La hoja plateada se partió en dos piezas.
El elfo miró los restos de su arma, con los ojos abiertos de incredulidad.
—¿Q-Qué?
Pero esta espada, fue forjada por la élite, fue bendecida, ¿cómo?
El clon no habló.
Levantó su espada nuevamente.
Dándose cuenta del peligro, el elfo entró en pánico.
—¡ME RIN!
¡Slash!
Demasiado tarde.
La hoja del clon lo atravesó antes de que pudiera terminar las palabras.
No hubo misericordia, ni vacilación.
Solo un golpe limpio y final.
El cuerpo del elfo cayó.
Muerto.
Sam exhaló tranquilamente mientras el clon retrocedía.
La pelea había terminado antes de que él siquiera levantara un dedo.
Avanzó y levantó su propia [Espada Primordial], su filo brillando con zarcillos.
Estos se extendieron y arrancaron el corazón del elfo de su pecho, absorbiéndolo en la hoja.
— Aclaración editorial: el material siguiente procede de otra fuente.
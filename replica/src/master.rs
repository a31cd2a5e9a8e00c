use std::cmp::Ordering;
use std::fmt::{Display, Formatter};
use std::sync::Mutex;

use serde::{Deserialize, Serialize};

use binlog::gtid::GtidSet;

/// A binlog coordinate: file name plus byte offset. Ordering follows the
/// numeric file suffix first, the offset second, so positions across a
/// rotation still compare correctly.
#[derive(Debug, Serialize, Deserialize, Clone, PartialEq, Eq, Default)]
pub struct Position {
    pub name: String,
    pub pos: u32,
}

impl Position {
    pub fn new(name: impl Into<String>, pos: u32) -> Self {
        Position {
            name: name.into(),
            pos,
        }
    }

    /// `mysql-bin.000005` -> 5; files without a numeric suffix sort by name.
    fn suffix(&self) -> Option<u64> {
        self.name.rsplit_once('.').and_then(|(_, s)| s.parse().ok())
    }
}

impl PartialOrd for Position {
    fn partial_cmp(&self, other: &Self) -> Option<Ordering> {
        Some(self.cmp(other))
    }
}

impl Ord for Position {
    fn cmp(&self, other: &Self) -> Ordering {
        let by_file = match (self.suffix(), other.suffix()) {
            (Some(a), Some(b)) => a.cmp(&b),
            _ => self.name.cmp(&other.name),
        };
        by_file.then(self.pos.cmp(&other.pos))
    }
}

impl Display for Position {
    fn fmt(&self, f: &mut Formatter<'_>) -> std::fmt::Result {
        write!(f, "({}, {})", self.name, self.pos)
    }
}

#[derive(Debug, Default, Clone)]
struct MasterState {
    position: Position,
    gtid_set: Option<GtidSet>,
    timestamp: u32,
}

/// The durable replication coordinates: mutated only by the pump, read by
/// any number of callers. Getters hand out cloned snapshots.
#[derive(Debug, Default)]
pub struct MasterInfo {
    state: Mutex<MasterState>,
}

impl MasterInfo {
    pub fn new() -> Self {
        MasterInfo::default()
    }

    pub fn position(&self) -> Position {
        self.state.lock().unwrap().position.clone()
    }

    pub fn gtid_set(&self) -> Option<GtidSet> {
        self.state.lock().unwrap().gtid_set.clone()
    }

    pub fn timestamp(&self) -> u32 {
        self.state.lock().unwrap().timestamp
    }

    pub fn update(&self, position: Position) {
        self.state.lock().unwrap().position = position;
    }

    pub fn update_gtid_set(&self, gtid_set: GtidSet) {
        self.state.lock().unwrap().gtid_set = Some(gtid_set);
    }

    pub fn update_timestamp(&self, timestamp: u32) {
        self.state.lock().unwrap().timestamp = timestamp;
    }
}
Una oleada de energía recorrió a Sam, pero no fue suficiente para subir de nivel.
Aun así, confirmaba algo importante.
También podía absorber a personas de otros mundos.
Sam sonrió, sus ojos todavía brillando tenuemente.
«Nos temerán».
Con un gesto final, despidió al clon.
Se desvaneció con un destello de su aura, aparentemente orgulloso de su trabajo.
¡Ding!
[La primera batalla del Reino de Batalla ha terminado.]
Una pequeña pantalla apareció frente a él.
—
[Sam Walker]
[Número de Batallas: 1]
[Victorias: 1]
[Fichas de Batalla: 10]
—
«Así que diez fichas por victoria, ¿eh?»
Pronto revisaría la tienda para ver qué tipo de recompensas ofrecían.
Pero por ahora, simplemente estaba contento de haber terminado.
Una suave luz azul lo envolvió mientras su cuerpo comenzaba a desvanecerse.
¡Fwish!
Reapareció en las calles del [Reino de Batalla], justo donde había estado antes.
Y junto a él
—¡Sam!
Lily corrió hacia él.
Alicia y Chloe venían justo detrás de ella.
—Yo…
lo maté —dijo Lily en voz baja, mirando sus manos.
Apretó los puños—.
Tenía que hacerse.
—El mío se rindió —dijo Alicia con un encogimiento de hombros.
—Igual el mío —suspiró Chloe—.
Es bueno que rendirse sea una opción, pero ¿perder los recuerdos de todo el lugar?
Eso es duro.
No es de extrañar que nunca escucháramos nada.
Sam asintió brevemente.
Estaba contento de ver que todas estaban a salvo.
Cualquier cosa podría haber pasado.
¡Ding!
[La segunda ronda de batallas ocurrirá mañana.
Usa tu tiempo sabiamente.]
[Puedes visitar el “Castillo de Batalla” para gastar tus fichas.]
«Supongo que esto realmente es solo el primer arco principal del juego», pensó Sam.
«No se sabe qué podría pasar después…»
Sam entendió que si esto estuviera en [Los Olvidados], este [Reino de Batalla] simplemente habría servido para que los jugadores conocieran a Serafina, probaran sus habilidades y descubrieran que había otros mundos.
Pero por ahora, él y las chicas comenzaron a dirigirse hacia el castillo.
Verían qué recompensas se ofrecían y se prepararían para lo que estaba por venir.
[La sensación de FATALIDAD que tenías se ha intensificado.]
Sam no reaccionó.
Cualquier cosa que este reino le lanzara a continuación, él estaría listo.